What you should do:
Every line of the material that holds "watches" should be counted; give the number and nothing more.

*** Opening Supplied records ***

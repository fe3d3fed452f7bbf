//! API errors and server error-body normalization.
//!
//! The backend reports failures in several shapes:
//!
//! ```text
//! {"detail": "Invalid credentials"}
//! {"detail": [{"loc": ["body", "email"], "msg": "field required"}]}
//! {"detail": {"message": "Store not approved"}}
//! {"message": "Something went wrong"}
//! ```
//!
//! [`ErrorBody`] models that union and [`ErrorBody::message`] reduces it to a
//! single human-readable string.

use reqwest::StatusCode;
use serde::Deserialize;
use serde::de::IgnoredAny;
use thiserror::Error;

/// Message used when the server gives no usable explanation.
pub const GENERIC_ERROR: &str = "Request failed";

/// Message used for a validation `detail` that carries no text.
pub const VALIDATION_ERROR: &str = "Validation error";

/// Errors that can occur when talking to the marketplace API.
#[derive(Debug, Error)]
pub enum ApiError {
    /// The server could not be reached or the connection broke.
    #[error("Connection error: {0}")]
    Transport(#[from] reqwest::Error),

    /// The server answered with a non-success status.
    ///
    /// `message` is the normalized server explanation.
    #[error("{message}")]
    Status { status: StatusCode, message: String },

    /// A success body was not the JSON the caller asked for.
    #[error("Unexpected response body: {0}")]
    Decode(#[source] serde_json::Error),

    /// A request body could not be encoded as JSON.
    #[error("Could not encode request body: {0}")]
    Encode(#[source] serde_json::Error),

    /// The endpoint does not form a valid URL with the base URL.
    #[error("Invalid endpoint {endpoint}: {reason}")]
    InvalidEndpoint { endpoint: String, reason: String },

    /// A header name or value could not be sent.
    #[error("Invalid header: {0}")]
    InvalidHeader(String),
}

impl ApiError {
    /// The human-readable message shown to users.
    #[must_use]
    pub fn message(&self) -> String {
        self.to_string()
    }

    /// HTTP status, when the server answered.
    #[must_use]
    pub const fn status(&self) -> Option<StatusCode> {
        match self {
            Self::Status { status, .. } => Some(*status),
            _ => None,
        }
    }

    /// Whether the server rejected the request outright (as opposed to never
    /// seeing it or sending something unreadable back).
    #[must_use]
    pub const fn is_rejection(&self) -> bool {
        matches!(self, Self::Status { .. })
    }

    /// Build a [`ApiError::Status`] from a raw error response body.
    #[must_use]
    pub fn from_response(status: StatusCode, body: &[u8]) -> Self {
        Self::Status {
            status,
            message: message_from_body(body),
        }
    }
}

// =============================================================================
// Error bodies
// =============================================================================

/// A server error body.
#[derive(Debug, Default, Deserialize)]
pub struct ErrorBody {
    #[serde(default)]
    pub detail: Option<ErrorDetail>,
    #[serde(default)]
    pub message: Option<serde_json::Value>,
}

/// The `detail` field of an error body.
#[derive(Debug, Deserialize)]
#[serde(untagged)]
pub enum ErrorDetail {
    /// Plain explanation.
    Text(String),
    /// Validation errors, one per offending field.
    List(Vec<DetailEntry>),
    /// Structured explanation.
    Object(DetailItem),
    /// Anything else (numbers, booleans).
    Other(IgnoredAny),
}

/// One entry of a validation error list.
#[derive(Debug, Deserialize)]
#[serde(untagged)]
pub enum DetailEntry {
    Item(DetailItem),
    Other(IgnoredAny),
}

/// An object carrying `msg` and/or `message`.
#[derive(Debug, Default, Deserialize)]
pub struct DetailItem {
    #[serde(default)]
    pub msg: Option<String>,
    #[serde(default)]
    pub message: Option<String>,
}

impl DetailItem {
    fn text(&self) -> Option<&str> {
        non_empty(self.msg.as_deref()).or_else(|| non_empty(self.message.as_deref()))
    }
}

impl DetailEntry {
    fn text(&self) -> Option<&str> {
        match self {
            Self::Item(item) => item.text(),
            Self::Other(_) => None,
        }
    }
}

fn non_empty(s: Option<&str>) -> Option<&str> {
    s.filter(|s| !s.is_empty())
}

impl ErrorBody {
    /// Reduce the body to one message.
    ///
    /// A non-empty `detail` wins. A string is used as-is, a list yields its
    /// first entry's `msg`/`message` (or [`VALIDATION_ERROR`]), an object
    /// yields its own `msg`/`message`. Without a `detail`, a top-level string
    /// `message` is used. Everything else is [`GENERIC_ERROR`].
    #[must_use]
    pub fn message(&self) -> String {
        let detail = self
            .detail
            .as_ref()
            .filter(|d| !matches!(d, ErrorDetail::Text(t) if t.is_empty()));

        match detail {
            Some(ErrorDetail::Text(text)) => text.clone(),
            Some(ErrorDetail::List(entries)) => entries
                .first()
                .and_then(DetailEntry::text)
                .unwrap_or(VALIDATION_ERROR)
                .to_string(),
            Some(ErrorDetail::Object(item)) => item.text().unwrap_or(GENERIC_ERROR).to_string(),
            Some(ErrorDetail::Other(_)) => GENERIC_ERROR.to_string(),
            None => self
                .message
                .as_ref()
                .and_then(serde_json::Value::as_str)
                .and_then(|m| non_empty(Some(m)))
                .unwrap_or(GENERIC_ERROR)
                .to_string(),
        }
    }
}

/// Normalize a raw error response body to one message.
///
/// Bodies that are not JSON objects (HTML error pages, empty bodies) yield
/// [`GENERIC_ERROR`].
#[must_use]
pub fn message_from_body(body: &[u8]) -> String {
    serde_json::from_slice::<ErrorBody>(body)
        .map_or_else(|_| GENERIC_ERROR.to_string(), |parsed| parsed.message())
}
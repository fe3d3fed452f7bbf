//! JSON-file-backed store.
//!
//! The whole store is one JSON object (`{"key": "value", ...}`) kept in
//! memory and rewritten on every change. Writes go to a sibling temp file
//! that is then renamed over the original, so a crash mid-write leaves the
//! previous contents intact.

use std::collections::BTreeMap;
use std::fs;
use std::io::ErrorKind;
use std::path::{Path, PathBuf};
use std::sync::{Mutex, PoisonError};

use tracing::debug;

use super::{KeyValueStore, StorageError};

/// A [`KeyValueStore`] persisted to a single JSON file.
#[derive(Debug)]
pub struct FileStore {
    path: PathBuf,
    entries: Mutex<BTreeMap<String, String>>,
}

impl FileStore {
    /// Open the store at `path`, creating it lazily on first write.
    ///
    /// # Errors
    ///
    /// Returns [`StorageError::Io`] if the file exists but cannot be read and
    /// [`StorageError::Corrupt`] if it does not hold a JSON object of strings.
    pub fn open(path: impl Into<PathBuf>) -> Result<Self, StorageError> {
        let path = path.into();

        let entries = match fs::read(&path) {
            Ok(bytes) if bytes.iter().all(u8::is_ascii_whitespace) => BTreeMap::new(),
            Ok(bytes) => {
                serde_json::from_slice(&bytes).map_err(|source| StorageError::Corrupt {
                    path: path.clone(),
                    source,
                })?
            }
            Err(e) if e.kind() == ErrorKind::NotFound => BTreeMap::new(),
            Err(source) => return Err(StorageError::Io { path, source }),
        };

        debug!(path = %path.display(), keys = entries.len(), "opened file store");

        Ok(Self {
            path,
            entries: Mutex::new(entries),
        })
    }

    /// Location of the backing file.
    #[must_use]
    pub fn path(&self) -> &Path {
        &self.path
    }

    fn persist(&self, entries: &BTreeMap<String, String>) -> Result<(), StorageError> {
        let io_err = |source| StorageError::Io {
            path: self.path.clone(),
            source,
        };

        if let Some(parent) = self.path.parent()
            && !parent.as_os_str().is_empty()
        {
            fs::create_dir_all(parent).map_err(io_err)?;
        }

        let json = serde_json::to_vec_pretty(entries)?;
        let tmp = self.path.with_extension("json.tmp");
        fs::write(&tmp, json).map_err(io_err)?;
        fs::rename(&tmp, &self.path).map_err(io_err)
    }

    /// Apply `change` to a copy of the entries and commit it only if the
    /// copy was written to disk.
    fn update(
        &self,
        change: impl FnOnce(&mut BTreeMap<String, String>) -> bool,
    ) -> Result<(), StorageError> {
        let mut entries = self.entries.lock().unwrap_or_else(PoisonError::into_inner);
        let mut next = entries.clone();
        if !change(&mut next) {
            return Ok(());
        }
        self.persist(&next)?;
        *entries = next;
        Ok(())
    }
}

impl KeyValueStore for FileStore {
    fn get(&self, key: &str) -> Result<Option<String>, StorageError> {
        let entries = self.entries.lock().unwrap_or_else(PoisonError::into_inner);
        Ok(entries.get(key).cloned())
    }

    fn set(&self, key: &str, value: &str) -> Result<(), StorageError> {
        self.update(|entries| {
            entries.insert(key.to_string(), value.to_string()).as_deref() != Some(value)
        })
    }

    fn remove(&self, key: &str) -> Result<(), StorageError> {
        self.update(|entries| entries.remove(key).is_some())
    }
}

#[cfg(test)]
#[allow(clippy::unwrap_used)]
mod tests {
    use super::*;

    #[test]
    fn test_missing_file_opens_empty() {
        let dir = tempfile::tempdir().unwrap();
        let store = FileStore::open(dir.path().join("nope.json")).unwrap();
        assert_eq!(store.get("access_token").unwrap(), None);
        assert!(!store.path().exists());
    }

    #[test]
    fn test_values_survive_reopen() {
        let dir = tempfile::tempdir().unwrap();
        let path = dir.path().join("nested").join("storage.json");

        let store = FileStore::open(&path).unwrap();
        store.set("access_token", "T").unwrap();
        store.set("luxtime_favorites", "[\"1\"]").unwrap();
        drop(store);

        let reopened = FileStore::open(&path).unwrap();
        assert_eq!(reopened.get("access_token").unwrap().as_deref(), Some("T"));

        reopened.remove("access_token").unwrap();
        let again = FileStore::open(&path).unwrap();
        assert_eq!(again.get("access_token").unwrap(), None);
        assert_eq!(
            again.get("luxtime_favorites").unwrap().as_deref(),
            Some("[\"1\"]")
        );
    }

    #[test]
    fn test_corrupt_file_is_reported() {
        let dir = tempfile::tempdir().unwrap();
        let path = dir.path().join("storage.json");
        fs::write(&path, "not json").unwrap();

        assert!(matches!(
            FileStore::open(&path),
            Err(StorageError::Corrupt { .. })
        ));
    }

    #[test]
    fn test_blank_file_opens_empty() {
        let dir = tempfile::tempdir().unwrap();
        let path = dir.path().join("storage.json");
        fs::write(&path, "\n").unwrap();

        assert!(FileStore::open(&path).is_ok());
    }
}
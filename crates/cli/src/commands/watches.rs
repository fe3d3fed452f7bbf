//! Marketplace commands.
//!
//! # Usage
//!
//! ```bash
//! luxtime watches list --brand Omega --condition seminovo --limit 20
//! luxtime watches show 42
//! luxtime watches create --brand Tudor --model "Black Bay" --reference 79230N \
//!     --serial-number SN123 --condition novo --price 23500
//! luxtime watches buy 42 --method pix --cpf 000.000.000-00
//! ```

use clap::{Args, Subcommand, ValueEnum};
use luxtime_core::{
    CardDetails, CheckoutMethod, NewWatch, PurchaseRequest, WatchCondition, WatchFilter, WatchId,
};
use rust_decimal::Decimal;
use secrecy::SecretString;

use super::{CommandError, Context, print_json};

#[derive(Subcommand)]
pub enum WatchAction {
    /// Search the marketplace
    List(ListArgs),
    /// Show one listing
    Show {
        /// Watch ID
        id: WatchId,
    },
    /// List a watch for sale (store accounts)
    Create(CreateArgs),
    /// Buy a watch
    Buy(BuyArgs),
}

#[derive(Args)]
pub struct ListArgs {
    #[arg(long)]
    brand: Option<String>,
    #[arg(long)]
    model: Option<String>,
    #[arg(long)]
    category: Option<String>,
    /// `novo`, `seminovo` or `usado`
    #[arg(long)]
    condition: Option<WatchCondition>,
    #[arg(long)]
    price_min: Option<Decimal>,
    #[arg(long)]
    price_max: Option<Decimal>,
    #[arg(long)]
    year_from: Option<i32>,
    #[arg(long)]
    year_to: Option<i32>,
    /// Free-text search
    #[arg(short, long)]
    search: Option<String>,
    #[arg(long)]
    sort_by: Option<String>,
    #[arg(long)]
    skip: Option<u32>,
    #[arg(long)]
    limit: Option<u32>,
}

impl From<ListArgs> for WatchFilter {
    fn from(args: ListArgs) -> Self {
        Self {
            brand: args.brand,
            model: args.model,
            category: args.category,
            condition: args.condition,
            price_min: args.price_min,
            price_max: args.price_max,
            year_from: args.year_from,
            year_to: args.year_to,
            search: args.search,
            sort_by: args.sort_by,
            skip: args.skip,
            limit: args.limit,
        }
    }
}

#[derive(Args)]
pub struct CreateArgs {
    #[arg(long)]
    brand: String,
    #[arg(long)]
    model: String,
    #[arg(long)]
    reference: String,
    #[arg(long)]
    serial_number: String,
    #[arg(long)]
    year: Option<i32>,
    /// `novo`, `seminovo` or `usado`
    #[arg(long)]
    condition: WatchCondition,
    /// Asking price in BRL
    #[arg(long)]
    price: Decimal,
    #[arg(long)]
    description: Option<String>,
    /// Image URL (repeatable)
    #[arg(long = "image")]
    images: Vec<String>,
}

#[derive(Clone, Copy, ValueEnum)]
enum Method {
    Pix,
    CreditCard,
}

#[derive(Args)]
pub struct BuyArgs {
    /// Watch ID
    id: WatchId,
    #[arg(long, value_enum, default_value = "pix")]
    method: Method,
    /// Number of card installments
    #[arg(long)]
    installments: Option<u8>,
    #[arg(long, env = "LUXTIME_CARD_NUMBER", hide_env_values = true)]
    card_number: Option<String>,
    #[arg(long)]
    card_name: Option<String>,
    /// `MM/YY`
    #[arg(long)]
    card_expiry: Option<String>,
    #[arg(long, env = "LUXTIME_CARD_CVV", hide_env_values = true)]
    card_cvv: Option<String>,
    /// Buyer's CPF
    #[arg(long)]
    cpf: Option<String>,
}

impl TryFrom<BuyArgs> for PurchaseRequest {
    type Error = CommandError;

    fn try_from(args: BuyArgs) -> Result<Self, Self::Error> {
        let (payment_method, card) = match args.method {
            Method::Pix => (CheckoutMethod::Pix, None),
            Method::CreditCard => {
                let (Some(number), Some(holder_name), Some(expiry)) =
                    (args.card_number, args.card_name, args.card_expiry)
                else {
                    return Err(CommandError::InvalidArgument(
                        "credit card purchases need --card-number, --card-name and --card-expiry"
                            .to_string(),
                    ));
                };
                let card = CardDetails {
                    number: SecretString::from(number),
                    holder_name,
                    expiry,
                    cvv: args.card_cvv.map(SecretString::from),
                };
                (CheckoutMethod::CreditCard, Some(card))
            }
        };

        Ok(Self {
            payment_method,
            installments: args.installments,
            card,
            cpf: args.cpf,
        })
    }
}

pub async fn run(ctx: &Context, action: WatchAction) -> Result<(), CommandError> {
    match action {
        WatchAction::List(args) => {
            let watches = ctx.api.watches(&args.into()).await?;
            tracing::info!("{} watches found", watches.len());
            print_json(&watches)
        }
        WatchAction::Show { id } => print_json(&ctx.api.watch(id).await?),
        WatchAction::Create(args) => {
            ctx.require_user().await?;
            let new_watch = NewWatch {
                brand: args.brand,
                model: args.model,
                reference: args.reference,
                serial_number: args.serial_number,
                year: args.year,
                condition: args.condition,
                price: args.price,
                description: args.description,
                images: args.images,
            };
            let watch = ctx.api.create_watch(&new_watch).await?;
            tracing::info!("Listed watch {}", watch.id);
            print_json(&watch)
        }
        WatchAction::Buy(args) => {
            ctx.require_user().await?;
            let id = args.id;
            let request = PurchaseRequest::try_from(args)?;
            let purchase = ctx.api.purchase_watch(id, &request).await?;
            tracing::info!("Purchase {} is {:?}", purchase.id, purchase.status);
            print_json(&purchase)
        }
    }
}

*** Closing Supplied records ***
*** Opening Supplied records ***

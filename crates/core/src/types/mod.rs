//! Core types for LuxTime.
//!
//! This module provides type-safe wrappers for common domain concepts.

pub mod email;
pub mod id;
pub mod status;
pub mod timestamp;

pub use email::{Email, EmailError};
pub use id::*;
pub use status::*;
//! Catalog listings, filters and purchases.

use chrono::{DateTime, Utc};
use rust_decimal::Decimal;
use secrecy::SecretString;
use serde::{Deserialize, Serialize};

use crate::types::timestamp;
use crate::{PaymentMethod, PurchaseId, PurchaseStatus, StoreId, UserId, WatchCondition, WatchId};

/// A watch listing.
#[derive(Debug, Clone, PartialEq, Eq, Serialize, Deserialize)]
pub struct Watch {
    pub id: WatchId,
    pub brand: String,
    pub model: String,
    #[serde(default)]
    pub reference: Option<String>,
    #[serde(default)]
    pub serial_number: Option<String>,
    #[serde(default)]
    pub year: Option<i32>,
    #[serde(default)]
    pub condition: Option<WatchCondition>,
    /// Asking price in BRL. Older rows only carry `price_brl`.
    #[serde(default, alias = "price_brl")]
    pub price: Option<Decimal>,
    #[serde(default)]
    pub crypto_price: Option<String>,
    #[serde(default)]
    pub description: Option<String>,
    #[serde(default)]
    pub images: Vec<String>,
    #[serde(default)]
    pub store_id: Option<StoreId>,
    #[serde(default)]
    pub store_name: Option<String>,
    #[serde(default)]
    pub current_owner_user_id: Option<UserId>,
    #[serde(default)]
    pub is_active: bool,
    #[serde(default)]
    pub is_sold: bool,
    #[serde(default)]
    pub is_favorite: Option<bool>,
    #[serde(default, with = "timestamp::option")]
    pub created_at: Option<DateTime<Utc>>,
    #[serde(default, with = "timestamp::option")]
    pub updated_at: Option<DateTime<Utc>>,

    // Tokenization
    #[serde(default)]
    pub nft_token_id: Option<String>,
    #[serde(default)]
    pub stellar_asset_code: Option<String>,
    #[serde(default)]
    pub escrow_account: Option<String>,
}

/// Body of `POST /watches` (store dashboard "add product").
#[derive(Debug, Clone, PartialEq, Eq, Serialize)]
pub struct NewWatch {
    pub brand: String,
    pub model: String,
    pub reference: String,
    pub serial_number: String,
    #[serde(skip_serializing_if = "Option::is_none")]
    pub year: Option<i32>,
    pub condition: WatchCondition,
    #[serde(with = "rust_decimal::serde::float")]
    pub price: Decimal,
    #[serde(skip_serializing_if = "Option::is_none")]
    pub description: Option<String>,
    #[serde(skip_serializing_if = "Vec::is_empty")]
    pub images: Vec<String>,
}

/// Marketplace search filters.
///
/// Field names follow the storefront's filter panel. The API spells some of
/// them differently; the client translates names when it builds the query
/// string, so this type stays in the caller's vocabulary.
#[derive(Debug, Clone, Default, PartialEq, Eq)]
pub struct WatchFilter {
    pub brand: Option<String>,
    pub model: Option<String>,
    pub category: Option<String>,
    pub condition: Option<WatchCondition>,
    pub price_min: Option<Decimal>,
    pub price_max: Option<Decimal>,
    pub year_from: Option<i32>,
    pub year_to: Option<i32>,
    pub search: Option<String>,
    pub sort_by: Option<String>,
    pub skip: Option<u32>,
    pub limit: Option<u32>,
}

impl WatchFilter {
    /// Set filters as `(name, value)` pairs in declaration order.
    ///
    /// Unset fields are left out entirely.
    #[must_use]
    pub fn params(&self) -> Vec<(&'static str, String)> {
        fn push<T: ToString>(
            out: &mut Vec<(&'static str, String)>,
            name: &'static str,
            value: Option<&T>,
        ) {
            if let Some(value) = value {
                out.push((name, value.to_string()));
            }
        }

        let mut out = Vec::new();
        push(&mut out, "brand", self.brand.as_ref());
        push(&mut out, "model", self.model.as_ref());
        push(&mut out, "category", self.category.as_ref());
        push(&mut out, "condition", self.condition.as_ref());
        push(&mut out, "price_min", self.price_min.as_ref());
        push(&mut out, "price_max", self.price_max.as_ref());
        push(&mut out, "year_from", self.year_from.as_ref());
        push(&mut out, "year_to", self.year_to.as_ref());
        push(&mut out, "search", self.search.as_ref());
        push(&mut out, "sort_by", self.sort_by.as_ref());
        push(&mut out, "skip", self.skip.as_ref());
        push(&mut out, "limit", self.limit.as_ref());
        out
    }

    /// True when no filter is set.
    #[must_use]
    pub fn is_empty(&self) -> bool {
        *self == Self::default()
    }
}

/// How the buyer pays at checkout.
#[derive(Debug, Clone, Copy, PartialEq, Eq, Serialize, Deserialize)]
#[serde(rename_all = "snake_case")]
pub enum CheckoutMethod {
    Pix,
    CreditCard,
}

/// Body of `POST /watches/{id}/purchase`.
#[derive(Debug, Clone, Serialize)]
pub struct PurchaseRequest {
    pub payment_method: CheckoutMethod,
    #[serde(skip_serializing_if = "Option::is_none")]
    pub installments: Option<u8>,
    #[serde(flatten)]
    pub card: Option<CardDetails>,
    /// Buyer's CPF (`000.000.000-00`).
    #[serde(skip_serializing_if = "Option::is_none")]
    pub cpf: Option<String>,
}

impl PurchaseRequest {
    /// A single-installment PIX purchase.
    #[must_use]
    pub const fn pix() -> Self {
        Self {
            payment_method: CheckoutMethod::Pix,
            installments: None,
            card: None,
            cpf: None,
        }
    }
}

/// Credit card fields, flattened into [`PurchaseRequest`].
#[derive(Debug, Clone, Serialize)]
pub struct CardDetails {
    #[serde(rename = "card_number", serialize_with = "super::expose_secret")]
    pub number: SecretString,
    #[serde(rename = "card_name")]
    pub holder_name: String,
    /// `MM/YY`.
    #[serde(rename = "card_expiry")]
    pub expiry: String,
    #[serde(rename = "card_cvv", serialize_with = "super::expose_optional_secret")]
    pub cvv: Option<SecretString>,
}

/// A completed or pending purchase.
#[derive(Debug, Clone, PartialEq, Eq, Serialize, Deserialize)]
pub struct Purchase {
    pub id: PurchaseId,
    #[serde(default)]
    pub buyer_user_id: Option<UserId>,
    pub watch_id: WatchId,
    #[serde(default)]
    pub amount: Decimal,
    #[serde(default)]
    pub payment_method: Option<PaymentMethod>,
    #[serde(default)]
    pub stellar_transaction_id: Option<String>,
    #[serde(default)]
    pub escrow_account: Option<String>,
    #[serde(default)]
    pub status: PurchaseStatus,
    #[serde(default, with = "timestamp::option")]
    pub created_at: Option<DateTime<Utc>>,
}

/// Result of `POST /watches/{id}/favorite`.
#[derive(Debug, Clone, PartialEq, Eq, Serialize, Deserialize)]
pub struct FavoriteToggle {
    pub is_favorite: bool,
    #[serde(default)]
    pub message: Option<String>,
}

*** Closing Supplied records ***

Your solution:
11